---------- Source data

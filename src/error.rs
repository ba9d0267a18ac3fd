use crate::document::DocumentKind;
use serde::{Deserialize, Serialize};
use std::io;
use std::path::{Path, PathBuf};
use thiserror::Error;

#[cfg(target_os = "linux")]
const NAME_TOO_LONG: Option<i32> = Some(36);
#[cfg(target_os = "macos")]
const NAME_TOO_LONG: Option<i32> = Some(63);
#[cfg(windows)]
const NAME_TOO_LONG: Option<i32> = Some(206);
#[cfg(not(any(target_os = "linux", target_os = "macos", windows)))]
const NAME_TOO_LONG: Option<i32> = None;

/// Filesystem failures that callers map to distinct user-facing messages.
#[derive(Debug, Error)]
pub enum PathError {
    #[error("path too long: {path}")]
    PathTooLong {
        path: PathBuf,
        #[source]
        source: io::Error,
    },

    #[error("access denied: {path}")]
    Unauthorized {
        path: PathBuf,
        #[source]
        source: io::Error,
    },

    #[error("i/o failure on {path}: {source}")]
    Io {
        path: PathBuf,
        #[source]
        source: io::Error,
    },

    #[error("unsupported path '{path}': {reason}")]
    UnsupportedPath { path: PathBuf, reason: String },
}

impl PathError {
    pub fn from_io(path: &Path, source: io::Error) -> Self {
        let path = path.to_path_buf();
        if NAME_TOO_LONG.is_some() && source.raw_os_error() == NAME_TOO_LONG {
            return PathError::PathTooLong { path, source };
        }
        match source.kind() {
            io::ErrorKind::PermissionDenied => PathError::Unauthorized { path, source },
            io::ErrorKind::InvalidInput => PathError::UnsupportedPath {
                path,
                reason: source.to_string(),
            },
            _ => PathError::Io { path, source },
        }
    }

    pub fn unsupported(path: &Path, reason: impl Into<String>) -> Self {
        PathError::UnsupportedPath {
            path: path.to_path_buf(),
            reason: reason.into(),
        }
    }

    pub fn path(&self) -> &Path {
        match self {
            PathError::PathTooLong { path, .. }
            | PathError::Unauthorized { path, .. }
            | PathError::Io { path, .. }
            | PathError::UnsupportedPath { path, .. } => path,
        }
    }

    pub fn failure_kind(&self) -> FailureKind {
        match self {
            PathError::PathTooLong { .. } => FailureKind::PathTooLong,
            PathError::Unauthorized { .. } => FailureKind::Unauthorized,
            PathError::Io { .. } => FailureKind::IoFailure,
            PathError::UnsupportedPath { .. } => FailureKind::UnsupportedPath,
        }
    }
}

#[derive(Debug, Error)]
pub enum IngestError {
    #[error(transparent)]
    Path(#[from] PathError),

    #[error("not a readable document package: {path}")]
    InvalidPackage {
        path: PathBuf,
        #[source]
        source: zip::result::ZipError,
    },
}

impl IngestError {
    /// Path length and permission problems are reported to the user as-is;
    /// everything else is unexpected and belongs in the diagnostic log.
    pub fn is_expected(&self) -> bool {
        matches!(
            self,
            IngestError::Path(PathError::PathTooLong { .. })
                | IngestError::Path(PathError::Unauthorized { .. })
        )
    }
}

/// Faults raised by a converter engine.
#[derive(Debug, Error)]
pub enum EngineError {
    #[error("converter executable not found: {0}")]
    NotFound(String),

    #[error("failed to launch converter {exe}")]
    Spawn {
        exe: PathBuf,
        #[source]
        source: io::Error,
    },

    #[error("converter exceeded timeout ({seconds}s) on {input}")]
    Timeout { input: PathBuf, seconds: u64 },

    #[error("converter fault [{signature}]: {message}")]
    Fault { signature: String, message: String },

    #[error("{context}")]
    Io {
        context: String,
        #[source]
        source: io::Error,
    },
}

impl EngineError {
    pub fn io(context: impl Into<String>, source: io::Error) -> Self {
        EngineError::Io {
            context: context.into(),
            source,
        }
    }

    /// Stable identifier used to match a fault against the benign allow-list.
    pub fn signature(&self) -> Option<&str> {
        match self {
            EngineError::Fault { signature, .. } => Some(signature),
            _ => None,
        }
    }
}

/// Faults that end a batch.
#[derive(Debug, Error)]
pub enum BatchError {
    #[error("cannot provision destination directory")]
    Provision(#[from] PathError),

    #[error("failed to start the {kind} converter")]
    Start {
        kind: DocumentKind,
        #[source]
        source: EngineError,
    },

    #[error("conversion failed for item {index} ({path})")]
    Conversion {
        index: usize,
        path: PathBuf,
        #[source]
        source: EngineError,
    },
}

impl BatchError {
    pub fn failure_kind(&self) -> FailureKind {
        match self {
            BatchError::Provision(err) => err.failure_kind(),
            BatchError::Start { .. } => FailureKind::ConverterStart,
            BatchError::Conversion { .. } => FailureKind::ConversionFault,
        }
    }

    pub fn kind_name(&self) -> &'static str {
        match self {
            BatchError::Provision(_) => "ProvisionError",
            BatchError::Start { .. } => "ConverterStartError",
            BatchError::Conversion { .. } => "ConversionFault",
        }
    }
}

#[derive(Debug, Clone, Copy, PartialEq, Eq, Serialize, Deserialize)]
pub enum FailureKind {
    PathTooLong,
    Unauthorized,
    IoFailure,
    UnsupportedPath,
    ConverterStart,
    ConversionFault,
}

impl FailureKind {
    pub fn describe(self) -> &'static str {
        match self {
            FailureKind::PathTooLong => "the output folder path is too long",
            FailureKind::Unauthorized => "access to the output folder was denied",
            FailureKind::IoFailure => "the output folder could not be created",
            FailureKind::UnsupportedPath => "the output folder path is invalid",
            FailureKind::ConverterStart => "the document converter could not be started",
            FailureKind::ConversionFault => "a document could not be converted",
        }
    }
}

--------------------

Work item:
Please count the lines that hold "seconds" in this data and report the total alone.

Result of the exercise:
2